Systems-level analysis shows how treated biomass affects microbes

Bright-field microscopy images showing Z. mobilis bacterial cells under six different treatment conditions. The top row shows Control (normal rod-shaped cells), Ethanol treatment (cells appear slightly enlarged), and Isobutanol treatment (cells show some swelling and morphological changes). The bottom row displays cells exposed to 25%, 50%, and 100% lignocellulosic hydrolysate concentrations, showing progressive cellular stress with increased elongation, chain formation, and morphological distortion at high

Microscopic images of Z. mobilis grown on a solution of sugars from switchgrass treated with a process called ammonia fiber expansion show longer and more elongated cells, a possible response to stress from toxic byproducts in the hydrolysate. Courtesty of the authors

The Science

Converting biomass from non-food plants into biofuels and other products requires microbes that are both efficient and able to tolerate the stress of industrial fermentation.

Zymomonas mobilis is a promising bioenergy microbe that can tolerate a broad range of conditions, naturally produces a lot of ethanol, and can be easily modified to produce other types of alcohol and products, such as isobutanol and isoprenoids. But Z. mobilis can’t digest raw biomass, so chemical treatments are required to release sugars that it can ferment.
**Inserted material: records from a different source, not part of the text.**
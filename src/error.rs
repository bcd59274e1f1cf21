//! Crate-wide error types and `Result` alias.

// self
use crate::providers::Provider;

/// Library-wide result type.
pub type Result<T> = std::result::Result<T, Error>;

/// Unified error type for the oauth-sessions crate.
///
/// Provider failures carry the [`Provider`] discriminant so callers can log
/// which upstream rejected a token without string matching. Every variant is
/// recoverable; the caller decides whether to treat it as "unauthenticated"
/// or surface it.
#[allow(missing_docs)]
#[derive(Debug, thiserror::Error)]
pub enum Error {
	#[error(transparent)]
	Base64(#[from] base64::DecodeError),
	#[error(transparent)]
	Jsonwebtoken(#[from] jsonwebtoken::errors::Error),
	#[error(transparent)]
	Reqwest(#[from] reqwest::Error),
	#[error(transparent)]
	Serde(#[from] serde_json::Error),
	#[error(transparent)]
	Url(#[from] url::ParseError),

	#[error("{provider} token is malformed")]
	MalformedToken { provider: Provider },
	#[error("{provider} public key '{kid}' not found")]
	KeyNotFound { provider: Provider, kid: String },
	#[error("{provider} key material could not be decoded: {reason}")]
	KeyDecode { provider: Provider, reason: String },
	#[error("{provider} token iss is not valid")]
	IssuerMismatch { provider: Provider },
	#[error("{provider} token aud is not valid")]
	AudienceMismatch { provider: Provider },
	#[error("{provider} token is expired")]
	TokenExpired { provider: Provider },
	#[error("{provider} email is not verified")]
	EmailNotVerified { provider: Provider },

	#[error("session: not found")]
	SessionNotFound,
	#[error("session: not a match")]
	SessionNotMatch,
	#[error("token not valid")]
	NonceNotValid,
}
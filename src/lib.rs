//! Provider-verified sign-in and short-lived session management for Rust web
//! services — Apple/Google/Microsoft identity-token validation, TTL caching,
//! cookie-bound sessions, and one-time nonces.

#![deny(clippy::all, missing_docs, unused_crate_dependencies)]

pub mod cache;
pub mod cookies;
pub mod identity;
pub mod middleware;
pub mod nonce;
pub mod providers;
pub mod session;
pub mod token;

mod error;
mod _prelude {
	pub use std::{
		sync::Arc,
		time::{Duration, SystemTime},
	};

	pub use chrono::{DateTime, Utc};

	pub use crate::{Error, Result};
}

pub use crate::{
	cache::{Cache, TtlCache},
	cookies::{CookieFactory, CookiePayload},
	error::{Error, Result},
	identity::Identity,
	middleware::{SessionState, attach_session},
	nonce::Mint,
	providers::{Claims, Provider, Validate},
	session::Sessions,
	token::Secret,
};
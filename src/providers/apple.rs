//! Sign in with Apple identity-token validation.

// crates.io
use jsonwebtoken::{Algorithm, DecodingKey, Validation, decode, decode_header};
use reqwest::Client;
use serde::Deserialize;
use url::Url;
// self
use crate::{
	_prelude::*,
	cache::{Cache, TtlCache},
	providers::{self, Claims, Provider, RawClaims, Validate},
};

/// Official oauth certificate endpoint for Apple.
const PUBLIC_ENDPOINT: &str = "https://appleid.apple.com/auth/keys";
/// Issuer expected in Apple identity tokens.
const ISSUER: &str = "https://appleid.apple.com";

/// RSA public key material as published by Apple, cached per `kid`.
#[derive(Clone, Debug)]
pub struct RsaComponents {
	/// Base64url modulus, no padding.
	pub n: String,
	/// Base64url exponent, no padding.
	pub e: String,
}

#[derive(Debug, Deserialize)]
struct KeySet {
	keys: Vec<Key>,
}

#[derive(Debug, Deserialize)]
struct Key {
	kid: String,
	n: String,
	e: String,
}

/// Validates Apple-issued identity tokens for one client id.
pub struct Validator {
	endpoint: Url,
	client: Client,
	client_id: String,
	cache: Arc<dyn Cache<RsaComponents>>,
}
impl Validator {
	/// Create a validator expecting tokens issued to `client_id`, fetching
	/// keys from Apple's production endpoint.
	pub fn new(client_id: impl Into<String>) -> Result<Self> {
		Ok(Self {
			endpoint: Url::parse(PUBLIC_ENDPOINT)?,
			client: providers::default_client()?,
			client_id: client_id.into(),
			cache: Arc::new(TtlCache::new()),
		})
	}

	/// Override the key discovery endpoint.
	pub fn with_endpoint(mut self, endpoint: Url) -> Self {
		self.endpoint = endpoint;

		self
	}

	/// Supply a custom HTTP client.
	pub fn with_http_client(mut self, client: Client) -> Self {
		self.client = client;

		self
	}

	/// Substitute the signing key cache.
	pub fn with_cache(mut self, cache: Arc<dyn Cache<RsaComponents>>) -> Self {
		self.cache = cache;

		self
	}

	#[tracing::instrument(skip(self))]
	async fn signing_key(&self, kid: &str) -> Result<DecodingKey> {
		if let Some(components) = self.cache.get(kid) {
			return decoding_key(&components);
		}

		tracing::debug!(kid, "Apple key cache miss; fetching key set");

		let response = self
			.client
			.get(self.endpoint.clone())
			.timeout(providers::KEY_FETCH_TIMEOUT)
			.send()
			.await?
			.error_for_status()?;
		let set: KeySet = response.json().await?;
		let mut wanted = None;

		// cache every returned key to amortize the fetch across rotations
		for key in set.keys {
			let components = RsaComponents { n: key.n, e: key.e };

			self.cache.put(&key.kid, components.clone(), providers::DEFAULT_KEY_TTL);

			if key.kid == kid {
				wanted = Some(components);
			}
		}

		match wanted {
			Some(components) => decoding_key(&components),
			None => Err(Error::KeyNotFound { provider: Provider::Apple, kid: kid.to_owned() }),
		}
	}
}
impl Validate for Validator {
	fn validate(&self, token: &str) -> impl Future<Output = Result<Claims>> + Send {
		async move {
			let header = decode_header(token)
				.map_err(|_| Error::MalformedToken { provider: Provider::Apple })?;
			let kid = header.kid.ok_or(Error::MalformedToken { provider: Provider::Apple })?;
			let key = self.signing_key(&kid).await?;
			let mut validation = Validation::new(Algorithm::RS256);

			// claims are checked explicitly below, in a fixed order
			validation.validate_exp = false;
			validation.validate_aud = false;
			validation.required_spec_claims.clear();

			let claims = decode::<RawClaims>(token, &key, &validation)?.claims;

			if claims.iss != ISSUER {
				return Err(Error::IssuerMismatch { provider: Provider::Apple });
			}
			if !claims.aud.iter().any(|aud| aud == &self.client_id) {
				return Err(Error::AudienceMismatch { provider: Provider::Apple });
			}
			if claims.exp <= Utc::now().timestamp() {
				return Err(Error::TokenExpired { provider: Provider::Apple });
			}
			if !claims.email_verified {
				return Err(Error::EmailNotVerified { provider: Provider::Apple });
			}

			Ok(claims.into_claims())
		}
	}
}

fn decoding_key(components: &RsaComponents) -> Result<DecodingKey> {
	DecodingKey::from_rsa_components(&components.n, &components.e).map_err(Error::from)
}
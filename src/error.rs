//! Error taxonomy shared by every acquisition stage

use serde::{Deserialize, Serialize};
use std::any::Any;
use std::fmt;
use std::path::PathBuf;
use std::time::Duration;
use thiserror::Error;

/// Coarse failure category recorded in a batch report
#[derive(Debug, Clone, Copy, PartialEq, Eq, Hash, Serialize, Deserialize)]
#[serde(rename_all = "snake_case")]
pub enum ErrorKind {
    UnsupportedSource,
    Network,
    Parse,
    Extraction,
    BackendExecution,
    NoMediaFound,
    Packaging,
    Timeout,
    Cancelled,
    Filesystem,
}

impl ErrorKind {
    pub fn as_str(&self) -> &'static str {
        match self {
            Self::UnsupportedSource => "unsupported_source",
            Self::Network => "network",
            Self::Parse => "parse",
            Self::Extraction => "extraction",
            Self::BackendExecution => "backend_execution",
            Self::NoMediaFound => "no_media_found",
            Self::Packaging => "packaging",
            Self::Timeout => "timeout",
            Self::Cancelled => "cancelled",
            Self::Filesystem => "filesystem",
        }
    }
}

impl fmt::Display for ErrorKind {
    fn fmt(&self, f: &mut fmt::Formatter<'_>) -> fmt::Result {
        f.write_str(self.as_str())
    }
}

/// Failure of a single acquisition step
#[derive(Debug, Error)]
pub enum AcquireError {
    #[error("unsupported source: {0}")]
    UnsupportedSource(String),

    #[error("network error: {0}")]
    Network(String),

    #[error("parse error: {0}")]
    Parse(String),

    #[error("extraction failed: {0}")]
    Extraction(String),

    #[error("{program} exited with {}: {stderr}", exit_label(.code))]
    BackendExecution {
        program: String,
        code: Option<i32>,
        stderr: String,
    },

    #[error("backend panicked: {0}")]
    Panicked(String),

    #[error("{0} not found; install it or set its path in the configuration")]
    ProgramNotFound(String),

    #[error("no media files found in {}", .0.display())]
    NoMediaFound(PathBuf),

    #[error("packaging failed: {0}")]
    Packaging(String),

    #[error("{operation} timed out after {}s", .after.as_secs())]
    Timeout { operation: String, after: Duration },

    #[error("cancelled")]
    Cancelled,

    #[error("{context}: {source}")]
    Io {
        context: String,
        #[source]
        source: std::io::Error,
    },
}

impl AcquireError {
    pub fn kind(&self) -> ErrorKind {
        match self {
            Self::UnsupportedSource(_) => ErrorKind::UnsupportedSource,
            Self::Network(_) => ErrorKind::Network,
            Self::Parse(_) => ErrorKind::Parse,
            Self::Extraction(_) => ErrorKind::Extraction,
            Self::BackendExecution { .. } | Self::ProgramNotFound(_) | Self::Panicked(_) => {
                ErrorKind::BackendExecution
            }
            Self::NoMediaFound(_) => ErrorKind::NoMediaFound,
            Self::Packaging(_) => ErrorKind::Packaging,
            Self::Timeout { .. } => ErrorKind::Timeout,
            Self::Cancelled => ErrorKind::Cancelled,
            Self::Io { .. } => ErrorKind::Filesystem,
        }
    }

    pub fn io(context: impl Into<String>, source: std::io::Error) -> Self {
        Self::Io {
            context: context.into(),
            source,
        }
    }

    pub fn timeout(operation: impl Into<String>, after: Duration) -> Self {
        Self::Timeout {
            operation: operation.into(),
            after,
        }
    }
}

pub type Result<T> = std::result::Result<T, AcquireError>;

fn exit_label(code: &Option<i32>) -> String {
    match code {
        Some(code) => format!("status {code}"),
        None => "signal".to_string(),
    }
}

/// Errors that stop a run before any target is attempted
#[derive(Debug, Error)]
pub enum SetupError {
    #[error(transparent)]
    Config(#[from] crate::config::ConfigError),

    #[error("output root {} is not writable: {source}", .path.display())]
    OutputRoot {
        path: PathBuf,
        #[source]
        source: std::io::Error,
    },

    #[error("failed to build HTTP client: {0}")]
    HttpClient(String),

    #[error("no targets given")]
    NoTargets,

    #[error("failed to read target list {}: {source}", .path.display())]
    TargetList {
        path: PathBuf,
        #[source]
        source: std::io::Error,
    },
}

/// Text carried by a caught panic payload
pub fn panic_message(payload: &(dyn Any + Send)) -> String {
    if let Some(s) = payload.downcast_ref::<&str>() {
        (*s).to_string()
    } else if let Some(s) = payload.downcast_ref::<String>() {
        s.clone()
    } else {
        "unknown panic".to_string()
    }
}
Those treatments often introduce toxic byproducts that slow the microbe’s growth and fermentation rate.

Despite growing interest in Z. mobilis for bioenergy production, scientists have limited understanding of how this treated biomass solution (known as hydrolysate) affects it. So scientists with the Great Lakes Bioenergy Research Center used a systems-level approach to study the microbe’s response to hydrolysate produced from switchgrass treated with a process called ammonia fiber expansion (AFEX). The findings revealed that the hydrolysate triggers a complex stress response, causing changes in the membrane that controls what enters and exits the cell as well as how the microbe digests carbon in the plant sugars.

The Impact

Non-food plant fibers — such as trees, grasses, and crop residues — represent a renewable, home-grown source of fuels and chemicals grown on land unsuitable for growing food crops. These insights can inform efforts to engineer new strains of Z. mobilis that are more resistant to toxic byproducts and are better at converting biomass into fuel and products.

Summary

Researchers grew Z. mobilis in varying concentrations of AFEX-treated switchgrass hydrolysate (0%, 25%, 50%, and 100%) and used lipidomics, proteomics, and microscopy to analyze the physiological response.

The microbes maintained robust growth in hydrolysate. However, hydrolysate exposure induced substantial changes in lipid membrane composition and proteome expression, revealing a broad stress response characterized by the upregulation of heat shock proteins and efflux transporters and the downregulation of cell motility proteins. Unexpectedly, hydrolysate exposure also led to a robust upregulation of the Entner–Doudoroff pathway, the ethanol fermentation pathway, and other central carbon metabolism enzymes, indicating a substantial cellular investment potentially driven by additional nutrient availability in hydrolysate.

While there is partial overlap with responses to ethanol and isobutanol exposure, hydrolysate elicits a distinct set of metabolic and regulatory changes, most notably the strong upregulation of central carbon metabolism enzymes.